═════ Record extracts ═════

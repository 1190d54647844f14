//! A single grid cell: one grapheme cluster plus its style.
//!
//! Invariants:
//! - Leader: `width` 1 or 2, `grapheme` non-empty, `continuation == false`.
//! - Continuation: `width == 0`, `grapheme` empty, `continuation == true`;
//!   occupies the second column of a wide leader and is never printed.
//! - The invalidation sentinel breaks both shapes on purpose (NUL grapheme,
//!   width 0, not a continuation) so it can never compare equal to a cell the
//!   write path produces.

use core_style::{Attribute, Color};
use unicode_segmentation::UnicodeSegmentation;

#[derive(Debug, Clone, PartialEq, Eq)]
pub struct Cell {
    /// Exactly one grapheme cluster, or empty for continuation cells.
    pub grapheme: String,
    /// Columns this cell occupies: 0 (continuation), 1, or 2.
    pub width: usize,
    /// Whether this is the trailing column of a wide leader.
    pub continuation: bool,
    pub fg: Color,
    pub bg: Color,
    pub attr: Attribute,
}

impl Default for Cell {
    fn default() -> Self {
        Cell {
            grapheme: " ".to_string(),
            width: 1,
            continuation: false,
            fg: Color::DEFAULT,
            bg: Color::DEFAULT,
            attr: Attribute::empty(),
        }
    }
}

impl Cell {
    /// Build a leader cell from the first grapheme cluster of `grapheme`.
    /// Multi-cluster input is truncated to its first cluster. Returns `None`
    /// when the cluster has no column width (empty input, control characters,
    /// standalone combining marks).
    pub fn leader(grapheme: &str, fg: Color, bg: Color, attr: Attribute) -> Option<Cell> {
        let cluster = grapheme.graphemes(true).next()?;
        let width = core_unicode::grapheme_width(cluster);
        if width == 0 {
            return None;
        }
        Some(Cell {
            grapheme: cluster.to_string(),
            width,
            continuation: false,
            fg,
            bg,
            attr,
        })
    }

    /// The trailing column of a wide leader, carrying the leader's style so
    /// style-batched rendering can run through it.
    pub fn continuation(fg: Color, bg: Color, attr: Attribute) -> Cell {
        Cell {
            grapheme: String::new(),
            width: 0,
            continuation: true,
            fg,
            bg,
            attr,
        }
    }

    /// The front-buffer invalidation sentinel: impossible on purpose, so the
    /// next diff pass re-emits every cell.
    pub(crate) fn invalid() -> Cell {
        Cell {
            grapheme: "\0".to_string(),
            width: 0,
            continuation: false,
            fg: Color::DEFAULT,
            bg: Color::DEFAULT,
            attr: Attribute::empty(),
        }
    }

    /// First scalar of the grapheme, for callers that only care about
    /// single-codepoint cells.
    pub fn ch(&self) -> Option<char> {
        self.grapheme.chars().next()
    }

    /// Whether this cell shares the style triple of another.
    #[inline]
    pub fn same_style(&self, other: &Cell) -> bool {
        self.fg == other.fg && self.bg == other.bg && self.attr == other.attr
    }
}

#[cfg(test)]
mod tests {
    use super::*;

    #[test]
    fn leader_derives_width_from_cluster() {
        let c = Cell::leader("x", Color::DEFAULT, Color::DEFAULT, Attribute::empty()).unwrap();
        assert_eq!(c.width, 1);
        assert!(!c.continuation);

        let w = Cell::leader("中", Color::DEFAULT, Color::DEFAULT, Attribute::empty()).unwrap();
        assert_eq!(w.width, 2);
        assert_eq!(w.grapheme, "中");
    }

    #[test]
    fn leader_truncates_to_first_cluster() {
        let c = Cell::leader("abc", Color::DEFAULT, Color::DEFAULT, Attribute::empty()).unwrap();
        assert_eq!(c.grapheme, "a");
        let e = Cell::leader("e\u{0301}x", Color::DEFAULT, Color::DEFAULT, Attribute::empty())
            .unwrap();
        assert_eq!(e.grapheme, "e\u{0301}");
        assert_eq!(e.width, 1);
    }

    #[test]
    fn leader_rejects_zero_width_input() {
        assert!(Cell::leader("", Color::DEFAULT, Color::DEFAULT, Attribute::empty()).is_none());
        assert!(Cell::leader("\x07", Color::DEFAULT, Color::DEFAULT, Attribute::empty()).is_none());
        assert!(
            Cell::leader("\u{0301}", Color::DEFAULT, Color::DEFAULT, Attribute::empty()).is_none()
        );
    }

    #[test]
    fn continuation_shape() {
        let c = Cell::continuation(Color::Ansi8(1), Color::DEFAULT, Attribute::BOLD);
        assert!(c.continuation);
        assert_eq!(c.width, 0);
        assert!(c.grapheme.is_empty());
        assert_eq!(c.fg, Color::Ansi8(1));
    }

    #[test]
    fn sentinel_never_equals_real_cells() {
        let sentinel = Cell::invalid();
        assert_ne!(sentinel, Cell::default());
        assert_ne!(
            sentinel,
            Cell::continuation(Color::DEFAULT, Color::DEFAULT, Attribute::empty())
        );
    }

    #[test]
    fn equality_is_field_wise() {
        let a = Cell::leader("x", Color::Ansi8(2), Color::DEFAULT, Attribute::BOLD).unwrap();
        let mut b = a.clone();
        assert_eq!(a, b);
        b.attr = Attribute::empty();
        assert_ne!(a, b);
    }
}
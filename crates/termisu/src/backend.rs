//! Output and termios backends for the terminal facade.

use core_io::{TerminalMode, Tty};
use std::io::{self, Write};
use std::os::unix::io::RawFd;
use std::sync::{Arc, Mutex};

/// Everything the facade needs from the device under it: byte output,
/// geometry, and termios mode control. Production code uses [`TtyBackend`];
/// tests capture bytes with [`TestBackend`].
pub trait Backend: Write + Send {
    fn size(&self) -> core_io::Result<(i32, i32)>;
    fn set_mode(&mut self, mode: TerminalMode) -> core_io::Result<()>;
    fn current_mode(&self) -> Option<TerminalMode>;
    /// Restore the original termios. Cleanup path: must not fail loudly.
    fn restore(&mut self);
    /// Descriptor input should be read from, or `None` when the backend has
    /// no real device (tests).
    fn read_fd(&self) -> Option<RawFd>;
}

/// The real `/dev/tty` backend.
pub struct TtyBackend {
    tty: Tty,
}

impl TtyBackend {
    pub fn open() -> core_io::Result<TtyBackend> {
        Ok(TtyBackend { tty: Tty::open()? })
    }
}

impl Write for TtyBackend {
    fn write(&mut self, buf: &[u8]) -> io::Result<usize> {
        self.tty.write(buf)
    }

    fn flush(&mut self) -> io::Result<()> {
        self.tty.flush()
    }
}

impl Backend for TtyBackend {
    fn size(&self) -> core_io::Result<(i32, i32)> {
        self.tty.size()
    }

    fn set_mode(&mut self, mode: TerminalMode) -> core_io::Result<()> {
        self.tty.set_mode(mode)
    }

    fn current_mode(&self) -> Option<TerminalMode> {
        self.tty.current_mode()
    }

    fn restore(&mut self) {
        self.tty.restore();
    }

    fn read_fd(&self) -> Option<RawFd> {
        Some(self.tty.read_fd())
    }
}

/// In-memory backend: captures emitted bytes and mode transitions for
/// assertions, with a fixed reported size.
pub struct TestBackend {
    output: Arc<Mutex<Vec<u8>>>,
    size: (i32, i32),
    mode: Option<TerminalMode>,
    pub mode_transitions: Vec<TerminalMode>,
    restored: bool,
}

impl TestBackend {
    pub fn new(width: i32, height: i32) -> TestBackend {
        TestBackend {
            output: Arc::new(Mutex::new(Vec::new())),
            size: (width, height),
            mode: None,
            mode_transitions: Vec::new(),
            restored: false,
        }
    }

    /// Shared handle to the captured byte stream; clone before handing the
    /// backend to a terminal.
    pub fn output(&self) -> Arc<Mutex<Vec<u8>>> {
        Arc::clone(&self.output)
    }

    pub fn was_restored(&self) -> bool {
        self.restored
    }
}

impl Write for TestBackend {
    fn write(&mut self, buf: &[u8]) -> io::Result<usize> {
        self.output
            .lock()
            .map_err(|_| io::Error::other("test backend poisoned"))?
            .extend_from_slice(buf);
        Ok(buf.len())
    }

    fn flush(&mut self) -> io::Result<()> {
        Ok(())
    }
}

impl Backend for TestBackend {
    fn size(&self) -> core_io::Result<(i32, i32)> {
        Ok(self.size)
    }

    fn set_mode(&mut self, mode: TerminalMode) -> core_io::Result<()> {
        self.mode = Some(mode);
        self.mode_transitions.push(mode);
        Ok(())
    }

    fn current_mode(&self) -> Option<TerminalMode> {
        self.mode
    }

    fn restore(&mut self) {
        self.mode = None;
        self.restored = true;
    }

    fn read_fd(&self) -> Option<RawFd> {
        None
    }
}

═════

● Exercise brief: If a line in the records contains the word "occupies", copy it out.

● Answer section:
//!   occupies the second column of a wide leader and is never printed.
    /// Columns this cell occupies: 0 (continuation), 1, or 2.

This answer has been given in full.